While so many '80s movies with Cold War Soviet Union/USA rivalries are now as dated as parachute pants, this one remains surprisingly relevant. This is because Moscow on the Hudson focuses less on the Cold War and more on the immigrant experience in America. Nothing is sugarcoated about how immigrants of many different cultures adjust to their new lives, nor is it romanticized. What emerges is a three-dimensional portrait of immigrants to America, and at a time when so many immigrants are the targets of politicians engaged in hateful demagoguery, the immigrants in this movie are shown to be hardworking, ambitious, and eager to embrace America's cultural and political beliefs, even as they contend with missing those they left behind, and retaining their own cultural identities.

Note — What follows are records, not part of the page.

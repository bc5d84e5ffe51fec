#![cfg_attr(not(feature = "std"), no_std)]
#![doc = include_str!("../README.md")]

//! # Core Concepts
//!
//! - **`Color`**: One RGB color packed as `0x00RRGGBB`
//! - **`Rainbow`**: A bounded, cyclic sequence of colors whose length is fixed at construction
//! - **`RainbowBuilder`**: Builds a rainbow from colors and repeated cycles
//! - **`Catalog`**: Read-only set of rainbows addressed by `RainbowId`
//! - **`CatalogBuilder`**: Registers rainbows once during start-up
//! - **`LedStrip`**: Trait to implement for your LED strip driver
//! - **`presets`**: The factory rainbows
//!
//! The animation loop owns the step counter. It looks a rainbow up once per
//! palette switch and then asks for `color_at(step)` every frame; the rainbow
//! wraps the step around its length.

// Re-export Srgb from palette for driver implementations
pub use palette::Srgb;

pub mod catalog;
pub mod color;
pub mod colors;
pub mod presets;
pub mod rainbow;
pub mod strip;
pub mod types;

pub use catalog::{Catalog, CatalogBuilder, RainbowId};
pub use color::Color;
pub use colors::*;
pub use presets::{DEFAULT_RAINBOW, PRESET_COUNT, PresetCatalog};
pub use rainbow::{Cycle, Rainbow, RainbowBuilder};
pub use strip::{LedStrip, render};
pub use types::{Channel, InvalidPaletteReason, PaletteError};

/// Color capacity of every controller rainbow.
pub const MAX_RAINBOW_COLORS: usize = 12;

/// Rainbow sized for the controller.
pub type StandardRainbow = Rainbow<MAX_RAINBOW_COLORS>;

Also, unlike so many Cold War-era movies, Moscow on the Hudson doesn't resort to the broad-brush generalizations of Good Guy America versus Bad Guy Soviet Union; a nuanced portrait of both countries emerges. Nor does it rely on the cliched humor of naive bumbling immigrants who consistently mangle common expressions for the sake of comedy. By portraying the characters as individuals who are part of different cultures rather than simplistic cultural archetypes, the end result is an empathetic comedy that goes way beyond what could have easily been a dated movie rife with stereotypes.

Talk to Your Kids About ...

  • Families can talk about how immigrants to America are portrayed in Moscow on the Hudson. How do they show their work ethic, their struggles to learn English, to learn about concepts like freedom and democracy, their struggles to assimilate into the culture while retaining their own identity and background?

  • While set against the backdrop of Cold War, how does this movie manage to remain relevant today?

  • How did this movie portray American culture in the mid-1980s? Do you think the depiction was accurate? Why or why not?